PROVIDED INFORMATION: Begin
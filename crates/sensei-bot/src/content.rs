//! Static content served by the bot

/// Highlights of the 2024 India Budget, served by /budget_highlights
pub const BUDGET_HIGHLIGHTS: [&str; 20] = [
    "*Income Tax:* There are no changes in the income tax slabs or rates. The new regime tax slabs remain as follows: no tax up to ₹3 lakh, 5% for income between ₹3-6 lakh, 10% for ₹6-9 lakh, 15% for ₹9-12 lakh, and 20% for ₹12-15 lakh. Income above ₹15 lakh is taxed at 30%.",
    "*Fiscal Deficit:* The fiscal deficit target for FY25 is set at 5.1% of GDP. This is part of a continued effort to reduce the fiscal deficit to 4.5% by FY26.",
    "*Economic Growth:* The budget continues to focus on macroeconomic stability and growth, with increased investments in infrastructure, agriculture, and domestic tourism.",
    "*Capital Expenditure:* Capital expenditure is increased by 11.1% to ₹11.11 lakh crore, which is 3.4% of GDP. This includes significant allocations for infrastructure projects.",
    "*Railways:* 40,000 normal rail bogies will be converted to Vande Bharat to enhance passenger safety and comfort. Three major railway corridors have also been announced.",
    "*Women's Empowerment:* The 'Lakhpati Didi' scheme aims to empower women in rural areas, with the target increased from 2 crore to 3 crore women benefiting from the program.",
    "*Defense:* The budget includes a significant allocation for defense to ensure national security and modernization of the armed forces.",
    "*Customs Duty:* No changes have been made to the customs duties, maintaining the status quo to provide stability for businesses.",
    "*Digital Infrastructure:* Continued investment in digital infrastructure is emphasized, with a focus on Global Capability Centres (GCCs) and digital transformation.",
    "*Green Energy:* Support for green energy initiatives continues, with significant investments in renewable energy projects.",
    "*Healthcare:* The budget allocates funds for the improvement of healthcare infrastructure and services, aiming to make healthcare more accessible and affordable.",
    "*Education:* Increased funding for educational initiatives, including skill development and vocational training programs.",
    "*Stock Market:* The budget is expected to positively impact the stock market with its focus on fiscal discipline and growth-oriented measures.",
    "*Middle Class:* Despite no changes in tax rates, the budget includes measures to simplify tax laws and improve compliance, which could benefit the middle class by making tax filing easier.",
    "*Lower Class:* Programs aimed at poverty alleviation and social welfare continue to receive funding, ensuring support for the lower class.",
    "*Upper Middle Class:* Initiatives to boost housing, infrastructure, and digital services benefit the upper middle class by improving the overall quality of life and economic opportunities.",
    "*Agriculture:* Significant investment in the agriculture sector, including subsidies and support for farmers to boost productivity and income.",
    "*Tourism:* Increased funding for domestic tourism to promote cultural heritage and boost local economies.",
    "*Government Expenditure:* The budget maintains a focus on prudent government expenditure to ensure long-term economic stability.",
    "*Economic Corridors:* Development of commodity-specific economic rail corridors to reduce logistics costs and improve competitiveness in manufacturing.",
];

/// Render the budget highlights as one reply
pub fn budget_highlights_message() -> String {
    format!(
        "Here are the highlights of the 2024 India Budget:\n\n{}",
        BUDGET_HIGHLIGHTS.join("\n\n")
    )
}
PROVIDED INFORMATION: End
ACTIVITY ▸ For every entry above, give it back exactly as written.

SOLUTION FOR THIS EXERCISE ▸
filename crates/sensei-bot/src/content.rs
//! Static content served by the bot

/// Highlights of the 2024 India Budget, served by /budget_highlights
pub const BUDGET_HIGHLIGHTS: [&str; 20] = [
    "*Income Tax:* There are no changes in the income tax slabs or rates. The new regime tax slabs remain as follows: no tax up to ₹3 lakh, 5% for income between ₹3-6 lakh, 10% for ₹6-9 lakh, 15% for ₹9-12 lakh, and 20% for ₹12-15 lakh. Income above ₹15 lakh is taxed at 30%.",
    "*Fiscal Deficit:* The fiscal deficit target for FY25 is set at 5.1% of GDP. This is part of a continued effort to reduce the fiscal deficit to 4.5% by FY26.",
    "*Economic Growth:* The budget continues to focus on macroeconomic stability and growth, with increased investments in infrastructure, agriculture, and domestic tourism.",
    "*Capital Expenditure:* Capital expenditure is increased by 11.1% to ₹11.11 lakh crore, which is 3.4% of GDP. This includes significant allocations for infrastructure projects.",
    "*Railways:* 40,000 normal rail bogies will be converted to Vande Bharat to enhance passenger safety and comfort. Three major railway corridors have also been announced.",
    "*Women's Empowerment:* The 'Lakhpati Didi' scheme aims to empower women in rural areas, with the target increased from 2 crore to 3 crore women benefiting from the program.",
    "*Defense:* The budget includes a significant allocation for defense to ensure national security and modernization of the armed forces.",
    "*Customs Duty:* No changes have been made to the customs duties, maintaining the status quo to provide stability for businesses.",
    "*Digital Infrastructure:* Continued investment in digital infrastructure is emphasized, with a focus on Global Capability Centres (GCCs) and digital transformation.",
    "*Green Energy:* Support for green energy initiatives continues, with significant investments in renewable energy projects.",
    "*Healthcare:* The budget allocates funds for the improvement of healthcare infrastructure and services, aiming to make healthcare more accessible and affordable.",
    "*Education:* Increased funding for educational initiatives, including skill development and vocational training programs.",
    "*Stock Market:* The budget is expected to positively impact the stock market with its focus on fiscal discipline and growth-oriented measures.",
    "*Middle Class:* Despite no changes in tax rates, the budget includes measures to simplify tax laws and improve compliance, which could benefit the middle class by making tax filing easier.",
    "*Lower Class:* Programs aimed at poverty alleviation and social welfare continue to receive funding, ensuring support for the lower class.",
    "*Upper Middle Class:* Initiatives to boost housing, infrastructure, and digital services benefit the upper middle class by improving the overall quality of life and economic opportunities.",
    "*Agriculture:* Significant investment in the agriculture sector, including subsidies and support for farmers to boost productivity and income.",
    "*Tourism:* Increased funding for domestic tourism to promote cultural heritage and boost local economies.",
    "*Government Expenditure:* The budget maintains a focus on prudent government expenditure to ensure long-term economic stability.",
    "*Economic Corridors:* Development of commodity-specific economic rail corridors to reduce logistics costs and improve competitiveness in manufacturing.",
];

/// Render the budget highlights as one reply
pub fn budget_highlights_message() -> String {
    format!(
        "Here are the highlights of the 2024 India Budget:\n\n{}",
        BUDGET_HIGHLIGHTS.join("\n\n")
    )
}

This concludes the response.